Synthetics startup Ras Labs is working with the International Space Station to test “smart materials” that contract like living tissue. These “electroactive” materials can expand, contract and conform to our limbs just like human muscles when a current moves through them – and they could be used to make robots move and feel more human to the touch.

Ras Labs co-founder Lenore Rasmussen accidentally stumbled upon the synthetic muscle material years ago while mixing chemicals in the lab at Virginia Tech. The experiment turned out to be with the wrong amount of ingredients, but it produced a blob of wobbly jelly that Rasmussen noticed contracted and expanded like muscles when she applied an electrical current.
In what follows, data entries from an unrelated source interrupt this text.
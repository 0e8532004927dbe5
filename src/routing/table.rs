//! Route lookup.
//!
//! # Responsibilities
//! - Compile route configs into immutable [`RouteRule`]s at startup
//! - Look up the rule for a subdomain label
//! - Build the upstream target for a request under a rule
//!
//! # Design Decisions
//! - Immutable after construction (thread-safe without locks)
//! - O(1) lookup via HashMap keyed by subdomain
//! - Explicit miss (`None`) rather than a silent default route

use std::collections::HashMap;

use thiserror::Error;
use url::Url;

use crate::config::schema::{RewritePair, RouteConfig, DOMAIN_PLACEHOLDER};
use crate::rewrite::{BodyRewrite, LocationRewrite, RewriteRules};

/// Errors raised while compiling routes.
#[derive(Debug, Error)]
pub enum RouteError {
    #[error("route {subdomain:?}: invalid upstream {upstream:?}: {source}")]
    Upstream {
        subdomain: String,
        upstream: String,
        #[source]
        source: url::ParseError,
    },

    #[error("route {subdomain:?}: cannot compile rewrite {from:?}: {source}")]
    Rewrite {
        subdomain: String,
        from: String,
        #[source]
        source: regex::Error,
    },

    #[error("subdomain {0:?} is declared more than once")]
    Duplicate(String),
}

/// A compiled route: one upstream origin plus its rewrite rules.
#[derive(Debug, Clone)]
pub struct RouteRule {
    pub subdomain: String,
    pub upstream: Url,
    pub require_auth: bool,
    pub rewrites: RewriteRules,
}

impl RouteRule {
    /// Compile a route config, expanding `{domain}` in every string.
    pub fn compile(config: &RouteConfig, domain: &str) -> Result<Self, RouteError> {
        let upstream_str = expand(&config.upstream, domain);
        let upstream = Url::parse(&upstream_str).map_err(|source| RouteError::Upstream {
            subdomain: config.subdomain.clone(),
            upstream: upstream_str.clone(),
            source,
        })?;

        let body = config
            .body_rewrites
            .iter()
            .map(|pair| compile_body_rewrite(&config.subdomain, pair, domain))
            .collect::<Result<Vec<_>, _>>()?;

        let location = config
            .location_rewrites
            .iter()
            .map(|pair| LocationRewrite::new(expand(&pair.from, domain), expand(&pair.to, domain)))
            .collect();

        Ok(Self {
            subdomain: config.subdomain.clone(),
            upstream,
            require_auth: config.require_auth,
            rewrites: RewriteRules { body, location },
        })
    }
}

fn compile_body_rewrite(
    subdomain: &str,
    pair: &RewritePair,
    domain: &str,
) -> Result<BodyRewrite, RouteError> {
    let from = expand(&pair.from, domain);
    BodyRewrite::new(&from, expand(&pair.to, domain)).map_err(|source| RouteError::Rewrite {
        subdomain: subdomain.to_string(),
        from,
        source,
    })
}

fn expand(value: &str, domain: &str) -> String {
    value.replace(DOMAIN_PLACEHOLDER, domain)
}

/// Immutable subdomain → rule map.
#[derive(Debug, Default)]
pub struct RouteTable {
    routes: HashMap<String, RouteRule>,
}

impl RouteTable {
    /// Compile every route config.
    pub fn from_config(configs: &[RouteConfig], domain: &str) -> Result<Self, RouteError> {
        let mut routes = HashMap::with_capacity(configs.len());

        for config in configs {
            let rule = RouteRule::compile(config, domain)?;
            tracing::debug!(
                subdomain = %rule.subdomain,
                upstream = %rule.upstream,
                require_auth = rule.require_auth,
                body_rewrites = ?rule
                    .rewrites
                    .body
                    .iter()
                    .map(BodyRewrite::replacement)
                    .collect::<Vec<_>>(),
                location_rewrites = rule.rewrites.location.len(),
                "Route compiled"
            );
            if routes.insert(rule.subdomain.clone(), rule).is_some() {
                return Err(RouteError::Duplicate(config.subdomain.clone()));
            }
        }

        Ok(Self { routes })
    }

    /// Exact, case-sensitive lookup of a subdomain label.
    pub fn lookup(&self, subdomain: &str) -> Option<&RouteRule> {
        self.routes.get(subdomain)
    }

    pub fn len(&self) -> usize {
        self.routes.len()
    }

    pub fn is_empty(&self) -> bool {
        self.routes.is_empty()
    }
}
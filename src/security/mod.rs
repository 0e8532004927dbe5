//! Security subsystem.
//!
//! # Data Flow
//! ```text
//! Incoming request (route already resolved):
//!     → auth.rs (Basic credential check, only for routes that require it)
//!     → Pass to forwarder, or 401 with challenge
//! ```
//!
//! # Design Decisions
//! - One shared secret per deployment, no accounts or sessions
//! - Fail closed: the upstream is never contacted for a rejected request

pub mod auth;

pub use auth::Authenticator;
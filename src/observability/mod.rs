//! Observability subsystem.
//!
//! # Data Flow
//! ```text
//! Request handling produces:
//!     → logging.rs (structured log events: method, host, path, status)
//!     → metrics.rs (counters, histograms)
//!
//! Consumers:
//!     → stdout
//!     → Metrics endpoint (Prometheus scrape, optional)
//! ```
//!
//! # Design Decisions
//! - Request ID (x-request-id) flows through logs and the upstream request
//! - Logging is informational; nothing in the pipeline depends on it

pub mod logging;
pub mod metrics;
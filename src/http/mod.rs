//! HTTP protocol handling subsystem.
//!
//! # Data Flow
//! ```text
//! TCP connection
//!     → server.rs (Axum setup, request ID, tracing)
//!     → robots.txt answered locally (response.rs)
//!     → routing → auth → proxy forwarder
//!     → rewritten upstream response, or plain-text error
//!     → Send to client
//! ```

pub mod response;
pub mod server;

pub use server::{AppState, HttpServer};
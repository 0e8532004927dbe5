//! Resource fetch endpoint: `/?url=<absolute url>`.
//!
//! Bodies are streamed untouched. Redirects are turned back into fetch
//! URLs so the browser never navigates to the third-party origin itself.
//!
//! Targets must be `https` on a public host. The caller's cookies and
//! credentials belong to the proxy domain and are never sent along.

use std::net::{Ipv4Addr, Ipv6Addr};
use std::sync::Arc;

use axum::body::Body;
use axum::http::header::{HeaderValue, AUTHORIZATION, COOKIE, LOCATION, PROXY_AUTHORIZATION};
use axum::http::{Request, Response, Uri};
use url::{Host, Url};

use crate::config::schema::FetchConfig;
use crate::error::ProxyError;
use crate::proxy::forwarder::Forwarder;
use crate::proxy::target::UpstreamTarget;
use crate::rewrite::{loop_back_location, RewriteRules};

/// The enabled fetch endpoint.
#[derive(Debug, Clone)]
pub struct FetchEndpoint {
    pub subdomain: Arc<str>,
    pub allow_insecure_targets: bool,
}

impl FetchEndpoint {
    /// `None` when the endpoint is disabled.
    pub fn from_config(config: &FetchConfig) -> Option<Self> {
        config.enabled.then(|| Self {
            subdomain: Arc::from(config.subdomain.as_str()),
            allow_insecure_targets: config.allow_insecure_targets,
        })
    }
}

/// Extract and validate the `url` query parameter.
pub fn resource_url(uri: &Uri, allow_insecure: bool) -> Result<Url, ProxyError> {
    let raw = uri
        .query()
        .and_then(|query| {
            url::form_urlencoded::parse(query.as_bytes())
                .find(|(key, _)| key == "url")
                .map(|(_, value)| value.into_owned())
        })
        .ok_or_else(|| ProxyError::InvalidResourceUrl("missing url parameter".to_string()))?;

    let url = Url::parse(&raw).map_err(|e| ProxyError::InvalidResourceUrl(format!("{raw}: {e}")))?;

    let scheme_ok = match url.scheme() {
        "https" => true,
        "http" => allow_insecure,
        _ => false,
    };
    if !scheme_ok {
        return Err(ProxyError::InvalidResourceUrl(format!("{raw}: scheme not allowed")));
    }

    match url.host() {
        None => return Err(ProxyError::InvalidResourceUrl(format!("{raw}: no host"))),
        Some(host) if !allow_insecure && is_internal_host(&host) => {
            return Err(ProxyError::InvalidResourceUrl(format!("{raw}: host not allowed")));
        }
        Some(_) => {}
    }

    Ok(url)
}

/// Loopback, private, link-local and unspecified addresses, plus `localhost`.
///
/// Only literal hosts are checked; names are not resolved here.
pub fn is_internal_host(host: &Host<&str>) -> bool {
    match host {
        Host::Domain(name) => {
            let name = name.trim_end_matches('.').to_ascii_lowercase();
            name == "localhost" || name.ends_with(".localhost")
        }
        Host::Ipv4(ip) => is_internal_v4(ip),
        Host::Ipv6(ip) => is_internal_v6(ip),
    }
}

fn is_internal_v4(ip: &Ipv4Addr) -> bool {
    ip.is_loopback()
        || ip.is_private()
        || ip.is_link_local()
        || ip.is_unspecified()
        || ip.is_broadcast()
        // carrier-grade NAT, 100.64.0.0/10
        || (ip.octets()[0] == 100 && (ip.octets()[1] & 0xc0) == 64)
}

fn is_internal_v6(ip: &Ipv6Addr) -> bool {
    if let Some(v4) = ip.to_ipv4_mapped() {
        return is_internal_v4(&v4);
    }
    let first = ip.segments()[0];
    ip.is_loopback()
        || ip.is_unspecified()
        || (first & 0xfe00) == 0xfc00
        || (first & 0xffc0) == 0xfe80
}

/// Fetch the resource named by the request's `url` parameter.
pub async fn fetch_resource(
    forwarder: &Forwarder,
    endpoint: &FetchEndpoint,
    mut request: Request<Body>,
) -> Result<Response<Body>, ProxyError> {
    let url = resource_url(request.uri(), endpoint.allow_insecure_targets)?;
    let target = UpstreamTarget::for_url(&url)?;

    let headers = request.headers_mut();
    headers.remove(COOKIE);
    headers.remove(AUTHORIZATION);
    headers.remove(PROXY_AUTHORIZATION);

    tracing::debug!(url = %url, "Fetching resource");

    let mut response = forwarder.send(request, target, &RewriteRules::none()).await?;

    let looped = response
        .headers()
        .get(LOCATION)
        .and_then(|value| value.to_str().ok())
        .and_then(|location| loop_back_location(location, &url))
        .and_then(|location| HeaderValue::from_str(&location).ok());
    if let Some(location) = looped {
        response.headers_mut().insert(LOCATION, location);
    }

    Ok(response)
}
It would be years later when Rasmussen’s cousin nearly lost his foot in a farming accident that she would start to employ that discovery to robotic limbs and space travel. The co-founder thought her cousin might lose his foot and started researching prosthetics.

Lenore Rasmussen, co-founder of Ras Labs
Lenore Rasmussen, co-founder of Ras Labs

Rasmussen found there weren’t many good replacements out there at the time that looked and acted like the human body or felt comfortable to wear. So she went about inventing something that would look, feel and react just like muscle and would fit snugly to the human frame.

Ras Labs CEO Eric Sandberg likens what the team is doing to re-creating Luke Skywalker’s arm in Star Wars episode 5. “That arm is somewhat the ultimate goal of prosthetics,” Sandberg told TechCrunch. “It provides that lifelike motion, control, and dexterity.”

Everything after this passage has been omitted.